What lines of the data include the string "return"? Copy them all.

Items listed in a dataset:

○ ○ ○ ○ ○ ○ ○

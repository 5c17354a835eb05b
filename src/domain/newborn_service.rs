use anyhow::{Context, Result};
use chrono::{NaiveDate, Utc};
use log::{info, warn};

use crate::domain::commands::newborn::{CreateNewbornCommand, UpdateNewbornCommand};
use crate::domain::models::newborn::Newborn;
use crate::domain::models::version::VersionedState;
use crate::domain::version_log;
use crate::storage::memory::MemoryStore;
use crate::storage::traits::{MotherStorage, NewbornStorage};

/// Service for managing newborn records in the ward tracker.
#[derive(Clone)]
pub struct NewbornService {
    store: MemoryStore,
}

impl NewbornService {
    /// Create a new NewbornService
    pub fn new(store: MemoryStore) -> Self {
        Self { store }
    }

    /// Register a newborn
    pub fn create_newborn(&self, command: CreateNewbornCommand) -> Result<Newborn> {
        info!(
            "Creating newborn: name={}, birth_date={}",
            command.name, command.birth_date
        );

        self.validate_name(&command.name)?;
        let birth_date = NaiveDate::parse_from_str(&command.birth_date, "%Y-%m-%d")
            .context("Invalid birth date format in create_newborn command")?;
        if let Some(mother_id) = &command.mother_id {
            self.store
                .get_mother(mother_id)?
                .ok_or_else(|| anyhow::anyhow!("Mother not found: {}", mother_id))?;
        }

        let now = Utc::now();
        let newborn = Newborn {
            id: Newborn::generate_id(),
            name: command.name.trim().to_string(),
            birth_date,
            sex: command.sex,
            mother_id: command.mother_id,
            blood_group: normalize_blood_group(command.blood_group),
            created_at: now,
            updated_at: now,
        };

        self.store.store_newborn(&newborn)?;
        version_log::record(
            &self.store,
            VersionedState::Newborn(newborn.clone()),
            command.recorded_by.as_deref(),
        )?;

        info!("Created newborn: {} with ID: {}", newborn.name, newborn.id);
        Ok(newborn)
    }

    /// Get a newborn by ID
    pub fn get_newborn(&self, newborn_id: &str) -> Result<Option<Newborn>> {
        let newborn = self.store.get_newborn(newborn_id)?;
        if newborn.is_none() {
            warn!("Newborn not found: {}", newborn_id);
        }
        Ok(newborn)
    }

    /// List all newborns
    pub fn list_newborns(&self) -> Result<Vec<Newborn>> {
        let newborns = self.store.list_newborns()?;
        info!("Found {} newborns", newborns.len());
        Ok(newborns)
    }

    /// Update an existing newborn
    pub fn update_newborn(&self, command: UpdateNewbornCommand) -> Result<Newborn> {
        info!("Updating newborn: {}", command.newborn_id);

        let mut newborn = self
            .store
            .get_newborn(&command.newborn_id)?
            .ok_or_else(|| anyhow::anyhow!("Newborn not found: {}", command.newborn_id))?;

        if let Some(name) = command.name {
            self.validate_name(&name)?;
            newborn.name = name.trim().to_string();
        }
        if let Some(birth_date) = command.birth_date {
            newborn.birth_date = NaiveDate::parse_from_str(&birth_date, "%Y-%m-%d")
                .context("Invalid birth date format in update_newborn command")?;
        }
        if let Some(sex) = command.sex {
            newborn.sex = sex;
        }
        if let Some(mother_id) = command.mother_id {
            self.store
                .get_mother(&mother_id)?
                .ok_or_else(|| anyhow::anyhow!("Mother not found: {}", mother_id))?;
            newborn.mother_id = Some(mother_id);
        }
        if let Some(blood_group) = command.blood_group {
            newborn.blood_group = normalize_blood_group(Some(blood_group));
        }
        newborn.updated_at = Utc::now();

        self.store.update_newborn(&newborn)?;
        version_log::record(
            &self.store,
            VersionedState::Newborn(newborn.clone()),
            command.recorded_by.as_deref(),
        )?;

        info!("Updated newborn: {} with ID: {}", newborn.name, newborn.id);
        Ok(newborn)
    }

    fn validate_name(&self, name: &str) -> Result<()> {
        if name.trim().is_empty() {
            return Err(anyhow::anyhow!("Newborn name cannot be empty"));
        }
        if name.len() > 100 {
            return Err(anyhow::anyhow!("Newborn name cannot exceed 100 characters"));
        }
        Ok(())
    }
}

fn normalize_blood_group(blood_group: Option<String>) -> Option<String> {
    blood_group
        .map(|group| group.trim().to_string())
        .filter(|group| !group.is_empty())
}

○ ○ ○ ○ ○ ○ ○

Reply to the exercise
            return Err(anyhow::anyhow!("Newborn name cannot be empty"));
            return Err(anyhow::anyhow!("Newborn name cannot exceed 100 characters"));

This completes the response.